O caos nas urgências do Hospital de Santo André, em Leiria, unidade do Centro Hospitalar de Leiria, é recorrente, sobretudo, quando o frio aperta e o número de casos de gripe, problemas respiratórios e crónicos disparam.
O problema não é exclusivo deste hospital. Um pouco por todo o País sucedem-se as notícias de relatos de utentes que se queixam de horas infindáveis de espera por uma consulta.
Se por um lado os doentes reclamam as horas de espera e a dificuldade no atendimento, por outro os profissionais de saúde lamentam a falta de respostas nos cuidados de saúde primários e a iliteracia em saúde de muitos portugueses.

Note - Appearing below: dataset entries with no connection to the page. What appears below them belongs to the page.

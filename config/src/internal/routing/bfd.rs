// SPDX-License-Identifier: Apache-2.0
// Copyright Open Network Fabric Authors

//! Configuration model: BFD profiles

use serde::Serialize;

/// A named bundle of BFD parameters. Unset values mean the daemon default.
/// Intervals are in milliseconds.
#[derive(Clone, Debug, Default, PartialEq, Eq, Serialize)]
pub struct BfdProfile {
    pub name: String,
    pub receive_interval: Option<u32>,
    pub transmit_interval: Option<u32>,
    pub detect_multiplier: Option<u32>,
    pub echo_interval: Option<u32>,
    pub echo_mode: bool,
    pub passive_mode: bool,
    pub minimum_ttl: Option<u32>,
}

impl BfdProfile {
    #[must_use]
    pub fn new(name: &str) -> Self {
        Self {
            name: name.to_owned(),
            ..Default::default()
        }
    }
    #[must_use]
    pub fn set_receive_interval(mut self, value: u32) -> Self {
        self.receive_interval = Some(value);
        self
    }
    #[must_use]
    pub fn set_transmit_interval(mut self, value: u32) -> Self {
        self.transmit_interval = Some(value);
        self
    }
    #[must_use]
    pub fn set_detect_multiplier(mut self, value: u32) -> Self {
        self.detect_multiplier = Some(value);
        self
    }
    #[must_use]
    pub fn set_echo_interval(mut self, value: u32) -> Self {
        self.echo_interval = Some(value);
        self
    }
    #[must_use]
    pub fn set_echo_mode(mut self, value: bool) -> Self {
        self.echo_mode = value;
        self
    }
    #[must_use]
    pub fn set_passive_mode(mut self, value: bool) -> Self {
        self.passive_mode = value;
        self
    }
    #[must_use]
    pub fn set_minimum_ttl(mut self, value: u32) -> Self {
        self.minimum_ttl = Some(value);
        self
    }
}
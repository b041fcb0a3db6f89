pub mod buffer;

use glam::Vec3;
use rand::rngs::StdRng;
use rand::{Rng, SeedableRng};
use std::f32::consts::TAU;

use crate::config::ParticleSystemConfig;

// ── Particle ───────────────────────────────────────────────────────────────

/// One live particle.  Owned exclusively by the simulator's pool; everything
/// here is recomputed or advanced once per tick.
#[derive(Clone, Debug)]
pub struct Particle {
    pub position: Vec3,
    pub velocity: Vec3,
    /// Seconds until removal.  Invariant: `0 ≤ remaining_life ≤ max_life`.
    pub remaining_life: f32,
    pub max_life: f32,
    pub size: f32,
    pub color: [f32; 3],
    pub alpha: f32,
}

impl Particle {
    /// Normalized age: `0` at spawn, approaching `1` at death.
    pub fn life_ratio(&self) -> f32 {
        if self.max_life <= 0.0 {
            return 1.0;
        }
        1.0 - self.remaining_life / self.max_life
    }
}

// ── Interpolation helpers ──────────────────────────────────────────────────

#[inline]
pub fn lerp(a: f32, b: f32, t: f32) -> f32 {
    a + (b - a) * t
}

#[inline]
pub fn lerp_color(a: [f32; 3], b: [f32; 3], t: f32) -> [f32; 3] {
    [
        lerp(a[0], b[0], t),
        lerp(a[1], b[1], t),
        lerp(a[2], b[2], t),
    ]
}

/// Alpha fade policy over normalized lifetime.
///
/// Piecewise linear and continuous at both fade boundaries:
/// ```text
/// life_ratio < fade_in       → life_ratio / fade_in        (ramp 0 → 1)
/// life_ratio > 1 - fade_out  → (1 - life_ratio) / fade_out (ramp 1 → 0)
/// otherwise                  → 1
/// ```
/// `fade_in == 0` makes the first branch unreachable (alpha is 1 from
/// spawn); `fade_out == 0` makes the second unreachable (alpha holds 1
/// until removal).  Neither zero can divide — this is a pure function so
/// the boundary behaviour can be tested directly.
pub fn fade_alpha(life_ratio: f32, fade_in: f32, fade_out: f32) -> f32 {
    if fade_in > 0.0 && life_ratio < fade_in {
        life_ratio / fade_in
    } else if fade_out > 0.0 && life_ratio > 1.0 - fade_out {
        (1.0 - life_ratio) / fade_out
    } else {
        1.0
    }
}

// ── ParticleSimulator ──────────────────────────────────────────────────────

/// CPU particle simulation: per-frame emission, physics integration, and
/// lifetime attribute interpolation for a bounded pool.
///
/// Driven externally — the host loop calls [`tick`](Self::tick) once per
/// frame with the frame's time delta.  The pool never exceeds
/// `config.max_particles` and removal uses `swap_remove`, so particle order
/// is not stable across ticks (nothing downstream relies on it).
pub struct ParticleSimulator {
    config: ParticleSystemConfig,
    pool: Vec<Particle>,
    /// Emission time debt; spawns trigger while it exceeds `1/emission_rate`.
    emission_time: f32,
    /// Total simulated seconds since construction or `reset`.
    elapsed: f32,
    rng: StdRng,
}

impl ParticleSimulator {
    pub fn new(config: ParticleSystemConfig) -> Self {
        Self::with_rng(config, StdRng::from_entropy())
    }

    /// Deterministic simulator for tests and replays.
    pub fn with_seed(config: ParticleSystemConfig, seed: u64) -> Self {
        Self::with_rng(config, StdRng::seed_from_u64(seed))
    }

    fn with_rng(config: ParticleSystemConfig, rng: StdRng) -> Self {
        let capacity = config.max_particles;
        Self {
            config,
            pool: Vec::with_capacity(capacity),
            emission_time: 0.0,
            elapsed: 0.0,
            rng,
        }
    }

    // ── Accessors ──────────────────────────────────────────────────────────

    pub fn pool(&self) -> &[Particle] {
        &self.pool
    }

    pub fn len(&self) -> usize {
        self.pool.len()
    }

    pub fn is_empty(&self) -> bool {
        self.pool.is_empty()
    }

    pub fn elapsed(&self) -> f32 {
        self.elapsed
    }

    pub fn config(&self) -> &ParticleSystemConfig {
        &self.config
    }

    /// Replace the configuration snapshot wholesale.  Takes effect on the
    /// next tick; live particles keep the lifetime and colors they were
    /// spawned with interpolating against the new endpoints.
    pub fn set_config(&mut self, config: ParticleSystemConfig) {
        self.config = config;
    }

    /// Drop all live particles and zero the accumulators.
    pub fn reset(&mut self) {
        self.pool.clear();
        self.emission_time = 0.0;
        self.elapsed = 0.0;
    }

    // ── Tick ───────────────────────────────────────────────────────────────

    /// Advance the simulation by `dt` seconds: emit, then update every live
    /// particle in one pass.
    pub fn tick(&mut self, dt: f32) {
        self.elapsed += dt;
        self.emission_time += dt;

        self.emit();
        self.update(dt);
    }

    /// Drain the emission accumulator into new particles.  A non-positive
    /// emission rate never emits (and never divides); a full pool leaves the
    /// accumulated debt in place so it bursts out once particles die.
    fn emit(&mut self) {
        if self.config.emission_rate <= 0.0 {
            return;
        }
        let interval = 1.0 / self.config.emission_rate;
        while self.emission_time >= interval && self.pool.len() < self.config.max_particles {
            let p = self.spawn();
            self.pool.push(p);
            self.emission_time -= interval;
        }
    }

    /// Create one particle at a random point on the emitter disc.
    ///
    /// The radius is sampled uniformly in `[0, emitter_radius]`, which
    /// biases spawns toward the disc center.  Deliberately kept — the
    /// rendered effect was tuned against this distribution.
    fn spawn(&mut self) -> Particle {
        let cfg = &self.config;

        let angle = self.rng.gen_range(0.0f32..TAU);
        let radius = self.rng.gen_range(0.0f32..1.0) * cfg.emitter_radius;
        let position = Vec3::new(
            cfg.emitter_position.x + angle.cos() * radius,
            cfg.emitter_position.y,
            cfg.emitter_position.z + angle.sin() * radius,
        );

        // Fresh angle for the velocity: horizontal direction with a small
        // vertical jitter, magnitude start_speed ± 25 %.
        let dir_angle = self.rng.gen_range(0.0f32..TAU);
        let speed = cfg.start_speed + (self.rng.gen_range(0.0f32..1.0) - 0.5) * cfg.start_speed * 0.5;
        let velocity = Vec3::new(
            dir_angle.cos() * speed,
            (self.rng.gen_range(0.0f32..1.0) - 0.5) * speed * 0.5,
            dir_angle.sin() * speed,
        );

        Particle {
            position,
            velocity,
            remaining_life: cfg.particle_lifetime,
            max_life: cfg.particle_lifetime,
            size: cfg.start_size,
            color: cfg.start_color.0,
            alpha: 1.0,
        }
    }

    /// One pass over the pool: age, remove, integrate, interpolate.
    fn update(&mut self, dt: f32) {
        let cfg = self.config.clone();
        let mut i = 0;
        while i < self.pool.len() {
            self.pool[i].remaining_life -= dt;

            // Remove on the tick remaining_life first reaches zero.  Order
            // is irrelevant, so swap_remove keeps this O(1).
            if self.pool[i].remaining_life <= 0.0 {
                self.pool.swap_remove(i);
                continue;
            }

            let turbulence = if cfg.turbulence > 0.0 {
                Vec3::new(
                    (self.rng.gen_range(0.0f32..1.0) - 0.5) * cfg.turbulence * dt,
                    (self.rng.gen_range(0.0f32..1.0) - 0.5) * cfg.turbulence * dt,
                    (self.rng.gen_range(0.0f32..1.0) - 0.5) * cfg.turbulence * dt,
                )
            } else {
                Vec3::ZERO
            };

            let p = &mut self.pool[i];

            p.position += p.velocity * dt;
            p.velocity.y -= cfg.gravity * dt;
            p.velocity += cfg.wind * dt;
            // Clamp the damping factor so a large drag·dt cannot flip the
            // velocity's sign.
            p.velocity *= (1.0 - cfg.drag * dt).max(0.0);
            p.velocity += turbulence;

            let life_ratio = p.life_ratio();
            p.size = lerp(cfg.start_size, cfg.end_size, life_ratio);
            p.color = lerp_color(cfg.start_color.0, cfg.end_color.0, life_ratio);
            p.alpha = fade_alpha(life_ratio, cfg.fade_in, cfg.fade_out);

            i += 1;
        }
    }
}

// ── Tests ──────────────────────────────────────────────────────────────────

Licínio Carvalho, administrador do Centro Hospitalar de Leiria (CHL), admite que a solução para este problema deveria passar pelo alargamento dos horários nos centros de saúde e unidades de saúde familiares (USF), confessando que veria com bons olhos o regresso de um serviço idêntico aos SAP (Serviço de Atendimento Permanente), encerrados pela tutela.
“Não faz sentido que todos os centros de saúde funcionem 24 horas, até porque têm recursos limitados. Agora, se calhar, fará todo o sentido que em zonas urbanas como Leiria exista um atendimento 24 horas diariamente”, desafia Licínio Carvalho, referindo que é necessário voltar a debater o regresso de um serviço permanente em alguns locais.
O administrador do CHL salienta que não existindo uma alternativa aos utentes, “é difícil dizer-lhes: não venham ao hospital”. Por isso, insiste na criação de um atendimento permanente ao nível dos cuidados primários, que “até poderá funcionar no hospital”.
“Temos é de estruturar as coisas e adequá-las de maneira a que a resposta esteja sinalizada e acessível, de modo a que a população saiba onde tem que ir numa situação não urgente.”
Foi a pensar em soluções que o CHL vai pôr em prática um modelo importado de um hospital do Norte do País. “Vamos reencaminhar os doentes pouco ou não ur- gentes para os centros de saúde.” O processo não vai [LER_MAIS] deixar ninguém sem consulta no próprio dia.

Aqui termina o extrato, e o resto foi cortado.